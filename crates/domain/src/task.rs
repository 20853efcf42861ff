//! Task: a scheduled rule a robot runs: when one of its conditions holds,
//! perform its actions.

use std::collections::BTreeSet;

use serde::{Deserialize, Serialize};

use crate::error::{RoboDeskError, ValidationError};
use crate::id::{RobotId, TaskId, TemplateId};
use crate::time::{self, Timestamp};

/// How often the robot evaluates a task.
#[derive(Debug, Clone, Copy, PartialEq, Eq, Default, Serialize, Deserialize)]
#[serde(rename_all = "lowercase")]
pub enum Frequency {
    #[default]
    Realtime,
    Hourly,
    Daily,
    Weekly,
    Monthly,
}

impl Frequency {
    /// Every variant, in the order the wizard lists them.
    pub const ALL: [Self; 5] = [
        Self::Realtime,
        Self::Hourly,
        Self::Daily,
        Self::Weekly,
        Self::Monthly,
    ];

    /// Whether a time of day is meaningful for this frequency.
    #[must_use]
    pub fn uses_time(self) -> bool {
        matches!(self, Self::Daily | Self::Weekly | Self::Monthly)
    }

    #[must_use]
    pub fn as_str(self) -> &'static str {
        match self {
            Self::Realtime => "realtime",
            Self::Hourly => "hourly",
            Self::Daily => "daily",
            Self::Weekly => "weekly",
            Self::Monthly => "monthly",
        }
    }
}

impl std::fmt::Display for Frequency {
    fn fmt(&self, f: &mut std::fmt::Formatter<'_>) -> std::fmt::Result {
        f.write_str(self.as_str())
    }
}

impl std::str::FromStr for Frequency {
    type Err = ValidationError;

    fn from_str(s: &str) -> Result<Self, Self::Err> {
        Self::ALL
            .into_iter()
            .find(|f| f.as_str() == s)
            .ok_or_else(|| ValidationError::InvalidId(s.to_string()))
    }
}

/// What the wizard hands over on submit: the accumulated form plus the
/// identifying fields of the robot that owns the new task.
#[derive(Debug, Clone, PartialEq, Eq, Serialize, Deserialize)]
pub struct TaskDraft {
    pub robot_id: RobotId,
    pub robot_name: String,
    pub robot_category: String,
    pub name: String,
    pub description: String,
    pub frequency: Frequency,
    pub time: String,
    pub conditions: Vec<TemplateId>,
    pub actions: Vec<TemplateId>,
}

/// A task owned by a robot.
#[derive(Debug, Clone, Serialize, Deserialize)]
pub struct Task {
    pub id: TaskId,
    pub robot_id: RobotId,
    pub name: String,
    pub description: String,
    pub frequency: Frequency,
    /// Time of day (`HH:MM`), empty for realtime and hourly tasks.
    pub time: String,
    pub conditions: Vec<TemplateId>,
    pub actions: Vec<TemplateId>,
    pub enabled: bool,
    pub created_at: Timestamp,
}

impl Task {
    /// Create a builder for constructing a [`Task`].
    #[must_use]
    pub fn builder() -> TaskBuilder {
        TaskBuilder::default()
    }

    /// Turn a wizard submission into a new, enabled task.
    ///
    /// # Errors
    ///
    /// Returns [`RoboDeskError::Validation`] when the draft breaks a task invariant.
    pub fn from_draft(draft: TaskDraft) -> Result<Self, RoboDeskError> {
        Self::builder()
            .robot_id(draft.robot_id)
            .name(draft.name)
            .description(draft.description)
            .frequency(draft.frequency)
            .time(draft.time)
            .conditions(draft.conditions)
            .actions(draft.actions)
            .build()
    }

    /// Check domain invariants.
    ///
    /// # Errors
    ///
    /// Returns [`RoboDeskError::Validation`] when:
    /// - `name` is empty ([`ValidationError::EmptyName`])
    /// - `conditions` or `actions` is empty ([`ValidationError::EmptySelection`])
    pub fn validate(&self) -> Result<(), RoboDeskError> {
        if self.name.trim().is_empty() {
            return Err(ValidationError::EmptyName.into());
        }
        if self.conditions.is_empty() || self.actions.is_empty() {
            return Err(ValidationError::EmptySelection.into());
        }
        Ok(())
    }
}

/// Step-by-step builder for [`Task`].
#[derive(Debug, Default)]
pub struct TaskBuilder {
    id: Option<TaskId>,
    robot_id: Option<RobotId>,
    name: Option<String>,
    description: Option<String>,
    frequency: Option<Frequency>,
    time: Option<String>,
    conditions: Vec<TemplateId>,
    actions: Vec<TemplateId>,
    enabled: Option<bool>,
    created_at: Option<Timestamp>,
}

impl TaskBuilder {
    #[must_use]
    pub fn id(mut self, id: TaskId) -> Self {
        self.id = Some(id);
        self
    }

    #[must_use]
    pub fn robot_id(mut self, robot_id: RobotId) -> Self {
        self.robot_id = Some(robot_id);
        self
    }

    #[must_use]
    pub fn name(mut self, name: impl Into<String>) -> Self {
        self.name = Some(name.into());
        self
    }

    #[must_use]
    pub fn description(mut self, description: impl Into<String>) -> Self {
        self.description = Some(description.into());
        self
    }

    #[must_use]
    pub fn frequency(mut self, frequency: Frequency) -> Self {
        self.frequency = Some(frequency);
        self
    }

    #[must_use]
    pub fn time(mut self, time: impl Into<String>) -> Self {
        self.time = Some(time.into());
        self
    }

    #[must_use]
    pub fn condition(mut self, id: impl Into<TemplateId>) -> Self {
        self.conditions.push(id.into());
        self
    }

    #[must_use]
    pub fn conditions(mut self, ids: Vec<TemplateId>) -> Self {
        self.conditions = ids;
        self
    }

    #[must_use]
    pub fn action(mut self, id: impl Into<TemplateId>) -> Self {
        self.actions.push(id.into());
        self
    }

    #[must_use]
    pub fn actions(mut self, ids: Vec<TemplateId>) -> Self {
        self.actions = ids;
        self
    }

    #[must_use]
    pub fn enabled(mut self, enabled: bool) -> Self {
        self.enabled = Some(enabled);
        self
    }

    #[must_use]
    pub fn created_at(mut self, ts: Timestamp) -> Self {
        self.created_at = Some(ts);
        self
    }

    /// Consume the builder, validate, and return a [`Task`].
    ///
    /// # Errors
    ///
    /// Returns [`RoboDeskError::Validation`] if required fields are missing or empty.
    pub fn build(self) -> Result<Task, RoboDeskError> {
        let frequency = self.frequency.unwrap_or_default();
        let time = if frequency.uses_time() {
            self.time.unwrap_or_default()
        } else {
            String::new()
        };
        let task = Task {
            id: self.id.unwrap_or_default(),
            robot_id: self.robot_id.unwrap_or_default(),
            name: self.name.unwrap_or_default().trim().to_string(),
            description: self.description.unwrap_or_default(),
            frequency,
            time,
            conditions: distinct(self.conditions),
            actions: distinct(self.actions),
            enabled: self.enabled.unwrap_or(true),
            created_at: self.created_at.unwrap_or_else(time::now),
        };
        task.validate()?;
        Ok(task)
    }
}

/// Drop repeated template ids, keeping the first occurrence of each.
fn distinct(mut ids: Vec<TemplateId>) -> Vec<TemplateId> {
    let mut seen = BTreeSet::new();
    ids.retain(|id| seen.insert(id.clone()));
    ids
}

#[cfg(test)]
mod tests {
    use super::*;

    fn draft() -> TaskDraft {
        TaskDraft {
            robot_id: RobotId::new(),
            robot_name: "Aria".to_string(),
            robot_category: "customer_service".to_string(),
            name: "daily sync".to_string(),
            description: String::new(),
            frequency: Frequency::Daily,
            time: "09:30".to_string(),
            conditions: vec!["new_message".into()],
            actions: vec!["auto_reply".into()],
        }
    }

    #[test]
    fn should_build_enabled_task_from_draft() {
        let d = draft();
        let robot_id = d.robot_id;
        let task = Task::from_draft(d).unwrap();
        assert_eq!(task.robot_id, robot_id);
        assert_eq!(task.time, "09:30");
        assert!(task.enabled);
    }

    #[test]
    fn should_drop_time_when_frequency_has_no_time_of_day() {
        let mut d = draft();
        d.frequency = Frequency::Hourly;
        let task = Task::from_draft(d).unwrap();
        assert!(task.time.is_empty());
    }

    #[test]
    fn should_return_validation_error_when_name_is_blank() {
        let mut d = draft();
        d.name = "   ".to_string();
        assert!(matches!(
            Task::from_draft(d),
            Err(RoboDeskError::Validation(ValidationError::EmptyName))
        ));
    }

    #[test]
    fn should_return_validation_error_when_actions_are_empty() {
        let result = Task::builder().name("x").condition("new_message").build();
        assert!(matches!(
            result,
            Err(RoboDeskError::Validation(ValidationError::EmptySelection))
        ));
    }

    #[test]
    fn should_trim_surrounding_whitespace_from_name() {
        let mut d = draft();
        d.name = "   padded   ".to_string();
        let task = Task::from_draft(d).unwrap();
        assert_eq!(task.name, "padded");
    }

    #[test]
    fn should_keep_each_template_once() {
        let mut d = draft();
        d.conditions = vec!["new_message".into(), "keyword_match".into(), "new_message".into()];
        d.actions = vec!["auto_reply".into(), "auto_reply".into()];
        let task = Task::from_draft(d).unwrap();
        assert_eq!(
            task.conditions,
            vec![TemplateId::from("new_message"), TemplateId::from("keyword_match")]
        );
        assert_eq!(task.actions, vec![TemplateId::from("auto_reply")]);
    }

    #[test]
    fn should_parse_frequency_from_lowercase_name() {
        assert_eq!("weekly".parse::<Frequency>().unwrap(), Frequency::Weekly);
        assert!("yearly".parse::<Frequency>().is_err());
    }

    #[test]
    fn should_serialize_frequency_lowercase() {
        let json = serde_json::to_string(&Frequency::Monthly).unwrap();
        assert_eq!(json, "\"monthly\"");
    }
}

> [Task requirements]:
Please write out exactly the lines from the start of the data through the line that contains "matches!(self, Self::Daily |", both ends included, and nothing else.

> [Answer to the problem]:
filename crates/domain/src/task.rs
repository 20853efcf42861ff
//! Task: a scheduled rule a robot runs: when one of its conditions holds,
//! perform its actions.

use std::collections::BTreeSet;

use serde::{Deserialize, Serialize};

use crate::error::{RoboDeskError, ValidationError};
use crate::id::{RobotId, TaskId, TemplateId};
use crate::time::{self, Timestamp};

/// How often the robot evaluates a task.
#[derive(Debug, Clone, Copy, PartialEq, Eq, Default, Serialize, Deserialize)]
#[serde(rename_all = "lowercase")]
pub enum Frequency {
    #[default]
    Realtime,
    Hourly,
    Daily,
    Weekly,
    Monthly,
}

impl Frequency {
    /// Every variant, in the order the wizard lists them.
    pub const ALL: [Self; 5] = [
        Self::Realtime,
        Self::Hourly,
        Self::Daily,
        Self::Weekly,
        Self::Monthly,
    ];

    /// Whether a time of day is meaningful for this frequency.
    #[must_use]
    pub fn uses_time(self) -> bool {
        matches!(self, Self::Daily | Self::Weekly | Self::Monthly)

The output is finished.